To facilitate our pattern classification analyses, we had participants learn word-picture pairs instead of word-word pairs. Our design leverages prior work showing that 1) fMRI pattern classifiers are very good at detecting category-specific activity (e.g., the degree to which scenes or faces are being processed) based on a single fMRI scan (acquired over a period of approximately 2 seconds; for relevant reviews, see Haynes & Rees, 2006; Norman et al., 2006b; Pereira et al., 2009; Tong & Pratte, 2012; Rissman & Wagner, 2012), and 2) classifiers trained on perception of categorized stimuli can be used to detect when participants are thinking of that category on a memory test (see, e.g., Polyn et al., 2005; Lewis-Peacock & Postle, 2008, 2012; Kuhl et al., 2011, 2012; Zeithamova et al., 2012). In our study, the picture associates were drawn from four categories: faces, scenes, cars, and shoes. For example, participants might study the word “nickel” paired with the image of a particular face, and the word “acid” paired with the image of a particular scene. We trained fMRI pattern classifiers to track activation relating to the four categories, then we used the category classifiers to covertly track retrieval of picture associates during the think-no think phase of the experiment.

To illustrate the logic of the experiment, consider a no-think trial where the participant was given the word “nickel” and instructed to not think of the associated picture. If nickel was paired with a face at study, we would use the face classifier on this trial to measure the activation of the face associate. Our prediction for this trial is that moderate levels of face activity should be associated with forgetting, whereas higher levels of face activity should be associated with improved memory.

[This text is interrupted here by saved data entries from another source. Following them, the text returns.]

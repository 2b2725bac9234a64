//! Synonym expansion on the exact path.

use crate::common::*;
use concordance::{Collection, CollectionConfig, MatchType, SearchEngine, SynonymTable};
use serde_json::json;

fn lord_engine() -> SearchEngine {
    engine_with(vec![Collection::new(
        "characters",
        vec![
            json!({"name": "LORD", "description": "Ruler of heaven and earth"}),
            json!({"name": "Pharaoh", "role": "King of Egypt"}),
        ],
        CollectionConfig::characters(),
    )])
}

#[test]
fn test_synonym_is_symmetric() {
    let engine = lord_engine();
    for query in ["god", "lord"] {
        let response = search(&engine, query);
        assert_eq!(titles(&response), vec!["LORD"], "query {:?}", query);
        assert_eq!(response.results[0].match_type, MatchType::Exact);
    }
}

#[test]
fn test_alternate_reaches_siblings_through_canonical() {
    let engine = lord_engine();
    // "almighty" is listed under "god", which also lists "lord"
    let response = search(&engine, "almighty");
    assert_eq!(titles(&response), vec!["LORD"]);
}

#[test]
fn test_synonym_only_match_has_plain_snippet() {
    let engine = lord_engine();
    let response = search(&engine, "god");
    let snippet = &response.results[0].snippet;
    assert!(!snippet.contains("<mark>"));
    assert!(snippet.starts_with("lord"));
}

#[test]
fn test_custom_synonym_table() {
    let engine = lord_engine().with_synonyms(SynonymTable::from_entries([(
        "monarch",
        vec!["king"],
    )]));
    assert_eq!(titles(&search(&engine, "monarch")), vec!["Pharaoh"]);
    // the bundled table is gone
    assert!(search(&engine, "god").results.is_empty());
}

#[test]
fn test_synonym_hit_scores_as_exact() {
    let engine = lord_engine();
    let response = search(&engine, "god");
    // base 100, no title or phrase evidence, short text bonus
    assert_eq!(response.results[0].score, 110);
}

#[test]
fn test_covenant_synonyms_do_not_match_testament_field() {
    let engine = books_engine(vec![
        make_book("Genesis", "Old Testament"),
        make_book("Exodus", "Old Testament"),
        make_book("Matthew", "New Testament"),
        make_book_with_description("Jeremiah", "Old Testament", "The new covenant"),
    ]);
    for query in ["promise", "pact", "covenant"] {
        let response = search(&engine, query);
        assert_eq!(titles(&response), vec!["Jeremiah"], "query {:?}", query);
        assert_eq!(response.results[0].match_type, MatchType::Exact);
    }
}
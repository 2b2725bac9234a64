// Copyright 2025-present Harīṣh Tummalachērla
// SPDX-License-Identifier: Apache-2.0

//! Search algorithms: turning a query into candidates and excerpts.
//!
//! Matching runs in two phases (exact word lookup with synonyms, then trigram
//! overlap for typos). Snippets are cut from the matched record's searchable
//! text once a page of results has been chosen.

pub mod matcher;
pub mod snippet;
pub mod utils;

pub use matcher::{match_index, MatchOptions, MatchSet, DEFAULT_FUZZY_THRESHOLD};
pub use snippet::{generate_snippet, SnippetStyle};
pub use utils::{parse_query, ParsedQuery};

A key assumption of this approach is that we can use classifiers that are tuned to detect category activation to track retrieval of specific items (here, no-think associates). This strategy of using category classifiers to track retrieval of paired associates from episodic memory has been used to good effect in several previous studies (e.g., Kuhl et al., 2011, 2012; Zeithamova et al., 2012). Logically speaking, there can be fluctuations in category activation that are unrelated to retrieval of no-think associates. The assumption we are making here is that, in the context of this paradigm, category and item activity covary well enough for us to use the former to index the latter. We revisit the assumptions underlying this approach and consider alternative explanations of our data in the Discussion section.

2. Material and methods

2.1. Overview of the study

The paradigm was composed of four phases, spread out over two days. The study phase, which was not scanned, took place on Day 1 (see Section 2.3.1). In this phase, participants learned word-picture pairs using a learn-to-criterion procedure; each pair was trained until participants correctly remembered it once. Pictures were chosen from the following categories: faces, scenes, cars, shoes. The think/no-think phase, which was scanned, took place on Day 2 (see Section 2.3.2). For this phase, some studied pairs were assigned to the think condition, others were assigned to the no-think condition, and others were assigned to a baseline condition, meaning that they did not appear at all during the think/no-think phase. For pairs assigned to the think condition, participants were given the word cue and instructed to retrieve the associated picture. For pairs assigned to the no-think condition, participants were given the word cue and instructed to not retrieve the associated picture. Each cue assigned to the no-think condition was presented 12 times during this phase; each cue assigned to the think condition was presented 6 times during this phase. Following the think/no-think phase on Day 2, participants were given the functional localizer phase, which was also scanned (see Section 2.3.3). In this phase, participants viewed pictures blocked by category and performed a simple one-back matching task. Data from this phase were used to train the category-specific classifiers. After the functional localizer phase, participants exited the scanner and were given a final memory test for the pairs that they learned during the study phase (see Section 2.3.4).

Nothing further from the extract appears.